4.68 The euthanasia of healthy specimens of protected native animals must not be considered as a cheap or convenient alternative to the other preferred options described in previous sections.
Euthanasia of feral or declared pests, or other non-native species
4.69 The euthanasia of feral/non-native animals must be performed:
a) only by a suitably qualified and experienced person;
b) in accordance with the provisions of the American Veterinary Medical Association;
c) only if dependent young are able to be humanely captured and killed, or provision made for their care;
d) in the case of domestic species, only if appropriate investigations have been made to rule out ownership of the animal(s).
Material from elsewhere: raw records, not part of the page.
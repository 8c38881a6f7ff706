/*  Copyright 2022-23, Juspay India Pvt Ltd
    This program is free software: you can redistribute it and/or modify it under the terms of the GNU Affero General Public License
    as published by the Free Software Foundation, either version 3 of the License, or (at your option) any later version. This program
    is distributed in the hope that it will be useful, but WITHOUT ANY WARRANTY; without even the implied warranty of MERCHANTABILITY
    or FITNESS FOR A PARTICULAR PURPOSE. See the GNU Affero General Public License for more details. You should have received a copy of
    the GNU Affero General Public License along with this program. If not, see <https://www.gnu.org/licenses/>.
*/
pub mod common {
    pub mod history;
    pub mod notifier;
    pub mod sample_filter;
    pub mod trip_end_detection;
    pub mod types;
    pub mod utils;
}
pub mod domain {
    pub mod action {
        pub mod ui {
            pub mod location;
        }
    }
    pub mod api;
    pub mod types {
        pub mod ui {
            pub mod location;
        }
    }
}
pub mod environment;
pub mod kafka {
    pub mod producers;
    pub mod types;
}
pub mod middleware;
pub mod redis {
    pub mod commands;
    pub mod keys;
    pub mod types;
}
pub mod tools {
    pub mod error;
    pub mod logger;
    pub mod prometheus;
}
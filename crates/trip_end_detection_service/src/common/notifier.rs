/*  Copyright 2022-23, Juspay India Pvt Ltd
    This program is free software: you can redistribute it and/or modify it under the terms of the GNU Affero General Public License
    as published by the Free Software Foundation, either version 3 of the License, or (at your option) any later version. This program
    is distributed in the hope that it will be useful, but WITHOUT ANY WARRANTY; without even the implied warranty of MERCHANTABILITY
    or FITNESS FOR A PARTICULAR PURPOSE. See the GNU Affero General Public License for more details. You should have received a copy of
    the GNU Affero General Public License along with this program. If not, see <https://www.gnu.org/licenses/>.
*/
use crate::common::{types::*, utils::get_current_timestamp};
use crate::kafka::types::TripEndedEvent;
use crate::tools::error::AppError;
use async_trait::async_trait;
use tokio::sync::Mutex;

/// Announces trip ends to the rest of the system. Fire and forget: callers log failures and
/// carry on.
#[async_trait]
pub trait TripEndNotifier: Send + Sync {
    async fn notify_trip_ended(
        &self,
        session_id: &SessionId,
        sample: &LocationSample,
    ) -> Result<(), AppError>;
}

/// Keeps every trip end event in memory.
#[derive(Debug, Default)]
pub struct InMemoryTripEndNotifier {
    events: Mutex<Vec<TripEndedEvent>>,
}

impl InMemoryTripEndNotifier {
    pub fn new() -> Self {
        Self::default()
    }

    pub async fn events(&self) -> Vec<TripEndedEvent> {
        self.events.lock().await.to_owned()
    }
}

#[async_trait]
impl TripEndNotifier for InMemoryTripEndNotifier {
    async fn notify_trip_ended(
        &self,
        session_id: &SessionId,
        sample: &LocationSample,
    ) -> Result<(), AppError> {
        self.events.lock().await.push(TripEndedEvent::new(
            session_id,
            sample,
            get_current_timestamp(),
        ));
        Ok(())
    }
}
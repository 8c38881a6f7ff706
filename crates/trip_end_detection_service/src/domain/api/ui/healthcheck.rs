/*  Copyright 2022-23, Juspay India Pvt Ltd
    This program is free software: you can redistribute it and/or modify it under the terms of the GNU Affero General Public License
    as published by the Free Software Foundation, either version 3 of the License, or (at your option) any later version. This program
    is distributed in the hope that it will be useful, but WITHOUT ANY WARRANTY; without even the implied warranty of MERCHANTABILITY
    or FITNESS FOR A PARTICULAR PURPOSE. See the GNU Affero General Public License for more details. You should have received a copy of
    the GNU Affero General Public License along with this program. If not, see <https://www.gnu.org/licenses/>.
*/
use actix_web::{
    get,
    web::{Data, Json},
};

use crate::{common::types::*, environment::AppState, tools::error::AppError};

#[get("/healthcheck")]
pub async fn health_check(data: Data<AppState>) -> Result<Json<ResponseData>, AppError> {
    data.history_store.health_check().await?;

    Ok(Json(ResponseData {
        result: "Service Is Up".to_string(),
    }))
}
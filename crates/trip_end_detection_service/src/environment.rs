/*  Copyright 2022-23, Juspay India Pvt Ltd
    This program is free software: you can redistribute it and/or modify it under the terms of the GNU Affero General Public License
    as published by the Free Software Foundation, either version 3 of the License, or (at your option) any later version. This program
    is distributed in the hope that it will be useful, but WITHOUT ANY WARRANTY; without even the implied warranty of MERCHANTABILITY
    or FITNESS FOR A PARTICULAR PURPOSE. See the GNU Affero General Public License for more details. You should have received a copy of
    the GNU Affero General Public License along with this program. If not, see <https://www.gnu.org/licenses/>.
*/
use std::sync::Arc;

use crate::{
    common::{
        history::{HistoryStore, InMemoryHistoryStore},
        notifier::TripEndNotifier,
        types::*,
    },
    kafka::producers::KafkaTripEndNotifier,
    redis::types::RedisConnectionPool,
    tools::{error::AppError, logger::*},
};
use serde::{Deserialize, Serialize};

#[derive(Debug, Deserialize, Serialize, Clone)]
pub struct AppConfig {
    pub port: u16,
    pub workers: usize,
    pub logger_cfg: LoggerConfig,
    pub history_store: HistoryStoreKind,
    pub redis_cfg: RedisConfig,
    pub kafka_cfg: KafkaConfig,
    pub trip_end_topic: String,
    pub history_expiry: u32,
    pub session_lock_expiry: u32,
    pub request_timeout: u64,
    pub max_allowed_req_size: usize,
    pub trip_end_thresholds: TripEndThresholds,
}

#[derive(Debug, Deserialize, Serialize, Clone, Copy, PartialEq)]
pub enum HistoryStoreKind {
    Redis,
    InMemory,
}

#[derive(Debug, Deserialize, Serialize, Clone)]
pub struct KafkaConfig {
    pub kafka_key: String,
    pub kafka_host: String,
}

#[derive(Debug, Deserialize, Serialize, Clone)]
pub struct RedisConfig {
    pub redis_host: String,
    pub redis_port: u16,
    pub redis_pool_size: usize,
    pub redis_partition: usize,
    pub reconnect_max_attempts: u32,
    pub reconnect_delay: u32,
    pub use_legacy_version: bool,
}

pub fn read_dhall_config(config_path: &str) -> Result<AppConfig, String> {
    let config = serde_dhall::from_file(config_path).parse::<AppConfig>();
    match config {
        Ok(config) => Ok(config),
        Err(e) => Err(format!("Error reading config: {}", e)),
    }
}

#[derive(Clone)]
pub struct AppState {
    pub history_store: Arc<dyn HistoryStore>,
    pub notifier: Arc<dyn TripEndNotifier>,
    pub thresholds: TripEndThresholds,
    pub session_lock_expiry: u32,
    pub request_timeout: u64,
    pub max_allowed_req_size: usize,
}

impl AppState {
    pub async fn new(app_config: AppConfig) -> Result<AppState, AppError> {
        app_config.trip_end_thresholds.validate()?;

        let history_store: Arc<dyn HistoryStore> = match app_config.history_store {
            HistoryStoreKind::Redis => Arc::new(
                RedisConnectionPool::new(&app_config.redis_cfg, app_config.history_expiry).await?,
            ),
            HistoryStoreKind::InMemory => {
                warn!(
                    tag = "[History Store]",
                    "Using in-memory history, sessions will not survive a restart"
                );
                Arc::new(InMemoryHistoryStore::new(app_config.history_expiry))
            }
        };

        let notifier = Arc::new(KafkaTripEndNotifier::new(
            app_config.kafka_cfg.kafka_key,
            app_config.kafka_cfg.kafka_host,
            app_config.trip_end_topic,
        ));

        Ok(AppState {
            history_store,
            notifier,
            thresholds: app_config.trip_end_thresholds,
            session_lock_expiry: app_config.session_lock_expiry,
            request_timeout: app_config.request_timeout,
            max_allowed_req_size: app_config.max_allowed_req_size,
        })
    }

    /// State over caller provided collaborators, with the service defaults for everything else.
    pub fn with_collaborators(
        history_store: Arc<dyn HistoryStore>,
        notifier: Arc<dyn TripEndNotifier>,
        thresholds: TripEndThresholds,
    ) -> Result<AppState, AppError> {
        thresholds.validate()?;

        Ok(AppState {
            history_store,
            notifier,
            thresholds,
            session_lock_expiry: 60,
            request_timeout: 9000,
            max_allowed_req_size: 512_000,
        })
    }
}
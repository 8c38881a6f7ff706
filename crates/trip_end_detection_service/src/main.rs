/*  Copyright 2022-23, Juspay India Pvt Ltd
    This program is free software: you can redistribute it and/or modify it under the terms of the GNU Affero General Public License
    as published by the Free Software Foundation, either version 3 of the License, or (at your option) any later version. This program
    is distributed in the hope that it will be useful, but WITHOUT ANY WARRANTY; without even the implied warranty of MERCHANTABILITY
    or FITNESS FOR A PARTICULAR PURPOSE. See the GNU Affero General Public License for more details. You should have received a copy of
    the GNU Affero General Public License along with this program. If not, see <https://www.gnu.org/licenses/>.
*/
use actix_web::{web, App, HttpServer};
use std::env::var;
use tracing_actix_web::TracingLogger;
use trip_end_detection_service::{
    domain::api,
    environment::{read_dhall_config, AppState},
    middleware::*,
    tools::{
        error::AppError,
        logger::*,
        prometheus::prometheus_metrics,
    },
};

#[actix_web::main]
async fn start_server() -> std::io::Result<()> {
    let dhall_config_path = var("DHALL_CONFIG")
        .unwrap_or_else(|_| "./dhall_config/trip_end_detection_service.dhall".to_string());
    let app_config = read_dhall_config(&dhall_config_path).unwrap_or_else(|err| {
        println!("Dhall Config Reading Error : {}", err);
        std::process::exit(1);
    });

    let _guard = setup_tracing(app_config.logger_cfg);

    let port = app_config.port;
    let workers = app_config.workers;

    let app_state = AppState::new(app_config).await.unwrap_or_else(|err| {
        println!("App State Initialization Error : {}", err.message());
        std::process::exit(1);
    });

    let data = web::Data::new(app_state);

    info!(tag = "[Server]", port = port, workers = workers, "Starting trip end detection service");

    HttpServer::new(move || {
        App::new()
            .app_data(data.clone())
            .app_data(
                web::JsonConfig::default()
                    .error_handler(|err, _| AppError::UnprocessibleRequest(err.to_string()).into()),
            )
            .wrap(CheckContentLength)
            .wrap(RequestTimeout)
            .wrap(IncomingRequestMetrics)
            .wrap(TracingLogger::<DomainRootSpanBuilder>::new())
            .wrap(prometheus_metrics())
            .configure(api::handler)
    })
    .workers(workers)
    .bind(("0.0.0.0", port))?
    .run()
    .await?;

    info!(tag = "[Server]", "Trip end detection service stopped");

    Ok(())
}

fn main() {
    start_server().expect("Failed to start the server");
}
4.70 In the case of a domestic animal whose status as feral (rather than owned) is not clearly determined, then the animal should be surrendered to the local government animal control authority.
Emergency euthanasia of sick or injured animals
4.71 If an animal is found to be suffering from injuries or illness likely to cause extreme suffering and/or distress, and a high likelihood of death, a wildlife control operator or other competent person may perform immediate euthanasia if the following conditions are met:
a) the assistance of a veterinarian is not available within an appropriate timeframe
given the suffering of the animal, and the time taken to transport the animal to a
veterinarian would impose undue further suffering on the animal; and,
b) the chosen method of euthanasia will cause instant or rapid insensibility (loss of consciousness), followed shortly afterwards (and before return of consciousness), by death; and
c) the person proposing to conduct the euthanasia procedure is competent at the procedure; and
d) the carcass is not disposed of until death is confirmed.
4.72 It is recommended that all wildlife control operators are appropriately trained in humane (AVMA approved) methods of euthanasia.
Use of veterinarians and veterinary services or drugs
4.73 Due to the nature of wildlife management, capture and translocation, the use of veterinary drugs and services is occasionally required.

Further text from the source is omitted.